Task instructions
The result should be every line in the data below that carries the string "RedisConfig".

*** Source material Section Begins ***

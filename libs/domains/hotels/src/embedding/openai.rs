use async_trait::async_trait;
use reqwest::Client;
use serde::{Deserialize, Serialize};

use super::provider::{EmbeddingProvider, check_batch};
use crate::error::{HotelError, HotelResult};

/// OpenAI-compatible embedding endpoint configuration
#[derive(Debug, Clone)]
pub struct OpenAIConfig {
    pub api_key: Option<String>,
    pub base_url: String,
    pub model: String,
    pub dimension: usize,
}

impl OpenAIConfig {
    pub fn new(model: impl Into<String>, dimension: usize) -> Self {
        Self {
            api_key: None,
            base_url: "https://api.openai.com/v1".to_string(),
            model: model.into(),
            dimension,
        }
    }

    pub fn with_api_key(mut self, api_key: impl Into<String>) -> Self {
        self.api_key = Some(api_key.into());
        self
    }

    pub fn with_base_url(mut self, base_url: impl Into<String>) -> Self {
        self.base_url = base_url.into().trim_end_matches('/').to_string();
        self
    }

    /// Only the text-embedding-3 family accepts a `dimensions` override.
    fn requested_dimensions(&self) -> Option<usize> {
        self.model
            .starts_with("text-embedding-3")
            .then_some(self.dimension)
    }
}

/// Embeddings over the `/embeddings` HTTP API (OpenAI, or any server that
/// speaks the same protocol).
pub struct OpenAIProvider {
    client: Client,
    config: OpenAIConfig,
}

impl OpenAIProvider {
    pub fn new(config: OpenAIConfig) -> Self {
        Self {
            client: Client::new(),
            config,
        }
    }
}

#[derive(Debug, Serialize)]
struct EmbeddingRequest<'a> {
    model: &'a str,
    input: &'a [String],
    #[serde(skip_serializing_if = "Option::is_none")]
    dimensions: Option<usize>,
}

#[derive(Debug, Deserialize)]
struct EmbeddingResponse {
    data: Vec<EmbeddingData>,
}

#[derive(Debug, Deserialize)]
struct EmbeddingData {
    embedding: Vec<f32>,
    index: usize,
}

#[async_trait]
impl EmbeddingProvider for OpenAIProvider {
    fn name(&self) -> &'static str {
        "openai"
    }

    fn dimension(&self) -> usize {
        self.config.dimension
    }

    async fn embed_batch(&self, texts: &[String]) -> HotelResult<Vec<Vec<f32>>> {
        if texts.is_empty() {
            return Ok(vec![]);
        }

        let request = EmbeddingRequest {
            model: &self.config.model,
            input: texts,
            dimensions: self.config.requested_dimensions(),
        };

        let mut builder = self
            .client
            .post(format!("{}/embeddings", self.config.base_url))
            .json(&request);
        if let Some(api_key) = &self.config.api_key {
            builder = builder.bearer_auth(api_key);
        }

        let response = builder.send().await?;

        if !response.status().is_success() {
            let status = response.status();
            let error_text = response.text().await.unwrap_or_default();
            return Err(HotelError::Embedding(format!(
                "embedding API error ({}): {}",
                status, error_text
            )));
        }

        let embedding_response: EmbeddingResponse = response.json().await?;

        // Sort by index to maintain order
        let mut data = embedding_response.data;
        data.sort_by_key(|d| d.index);
        let vectors: Vec<Vec<f32>> = data.into_iter().map(|d| d.embedding).collect();

        check_batch(self.name(), texts.len(), self.config.dimension, &vectors)?;
        Ok(vectors)
    }
}
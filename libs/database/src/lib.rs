//! Connection management for the document store backing the hotel services.
//!
//! # Features
//!
//! - `redis` (default) - Redis / Redis Stack connector and health checks
//! - `config` - `core_config::FromEnv` support for [`redis::RedisConfig`]
//!
//! # Example
//!
//! ```ignore
//! use database::redis::{RedisConfig, connect_with_retry};
//!
//! let config = RedisConfig::new("redis://127.0.0.1:6379");
//! let conn = connect_with_retry(&config, None).await?;
//! ```

pub mod common;

#[cfg(feature = "redis")]
pub mod redis;

pub use common::{DatabaseError, DatabaseResult};
use utoipa::OpenApi;

#[derive(OpenApi)]
#[openapi(
    components(
        schemas(axum_helpers::ErrorResponse)
    ),
    info(
        title = "Hotels API",
        version = "0.1.0",
        description = "Hotel catalogue with embedding-based similar hotel search"
    ),
    servers(
        (url = "/api", description = "API base path")
    ),
    nest(
        (path = "/v1/hotels", api = domain_hotels::handlers::ApiDoc)
    )
)]
pub struct ApiDoc;

#[cfg(test)]
mod tests {
    use super::*;

    #[test]
    fn test_hotel_paths_are_nested() {
        let doc = ApiDoc::openapi();
        assert!(doc.paths.paths.contains_key("/v1/hotels/{id}/similar"));
        assert!(doc.paths.paths.contains_key("/v1/hotels/{id}"));
    }
}
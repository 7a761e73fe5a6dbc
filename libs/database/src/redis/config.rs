#[cfg(feature = "config")]
use core_config::{ConfigError, FromEnv};

/// Connection settings for a Redis Stack server.
///
/// Credentials and database number are kept apart from the base URL and
/// folded in by [`RedisConfig::build_url`], so secrets can come from their
/// own environment variables.
#[derive(Clone, Debug, PartialEq, Eq)]
pub struct RedisConfig {
    /// Base URL, e.g. `redis://127.0.0.1:6379`
    pub url: String,
    pub database: Option<u8>,
    /// ACL username (Redis 6+)
    pub username: Option<String>,
    pub password: Option<String>,
}

impl RedisConfig {
    pub fn new(url: impl Into<String>) -> Self {
        Self {
            url: url.into(),
            database: None,
            username: None,
            password: None,
        }
    }

    pub fn with_auth(mut self, username: Option<String>, password: Option<String>) -> Self {
        self.username = username;
        self.password = password;
        self
    }

    pub fn with_database(mut self, database: u8) -> Self {
        self.database = Some(database);
        self
    }

    /// Full connection URL with credentials and database applied.
    ///
    /// Values already present in `url` win over the separate fields.
    pub fn build_url(&self) -> String {
        let (scheme, rest) = match self.url.split_once("://") {
            Some((scheme, rest)) => (scheme, rest),
            None => ("redis", self.url.as_str()),
        };
        let (authority, path) = match rest.split_once('/') {
            Some((authority, path)) => (authority, Some(path)),
            None => (rest, None),
        };

        let authority = if authority.contains('@') {
            authority.to_string()
        } else {
            match (&self.username, &self.password) {
                (Some(user), Some(pass)) => format!("{user}:{pass}@{authority}"),
                (None, Some(pass)) => format!(":{pass}@{authority}"),
                (Some(user), None) => format!("{user}@{authority}"),
                (None, None) => authority.to_string(),
            }
        };

        match (path.filter(|p| !p.is_empty()), self.database) {
            (Some(path), _) => format!("{scheme}://{authority}/{path}"),
            (None, Some(db)) => format!("{scheme}://{authority}/{db}"),
            (None, None) => format!("{scheme}://{authority}"),
        }
    }

    /// URL safe to print: the password is masked.
    pub fn redacted_url(&self) -> String {
        let url = self.build_url();
        let Some((scheme, rest)) = url.split_once("://") else {
            return url;
        };
        match rest.split_once('@') {
            Some((userinfo, host)) => match userinfo.split_once(':') {
                Some((user, _)) => format!("{scheme}://{user}:***@{host}"),
                None => format!("{scheme}://{userinfo}@{host}"),
            },
            None => url,
        }
    }
}

impl Default for RedisConfig {
    fn default() -> Self {
        Self::new("redis://127.0.0.1:6379")
    }
}

/// Environment variables:
/// - `REDIS_URL` or `REDIS_HOST` (required)
/// - `REDIS_DATABASE` (optional, 0-15)
/// - `REDIS_USERNAME` / `REDIS_PASSWORD` (optional)
#[cfg(feature = "config")]
impl FromEnv for RedisConfig {
    fn from_env() -> Result<Self, ConfigError> {
        let url = std::env::var("REDIS_URL")
            .or_else(|_| std::env::var("REDIS_HOST"))
            .map_err(|_| ConfigError::MissingEnvVar("REDIS_URL or REDIS_HOST".to_string()))?;

        let database = match std::env::var("REDIS_DATABASE") {
            Ok(raw) => Some(raw.parse::<u8>().map_err(|e| ConfigError::ParseError {
                key: "REDIS_DATABASE".to_string(),
                details: e.to_string(),
            })?),
            Err(_) => None,
        };

        Ok(Self {
            url,
            database,
            username: std::env::var("REDIS_USERNAME").ok(),
            password: std::env::var("REDIS_PASSWORD").ok(),
        })
    }
}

*** Source material Section Ends ***

Result of the task
//! - `config` - `core_config::FromEnv` support for [`redis::RedisConfig`]
//! use database::redis::{RedisConfig, connect_with_retry};
//! let config = RedisConfig::new("redis://127.0.0.1:6379");
/// folded in by [`RedisConfig::build_url`], so secrets can come from their
pub struct RedisConfig {
impl RedisConfig {
impl Default for RedisConfig {
impl FromEnv for RedisConfig {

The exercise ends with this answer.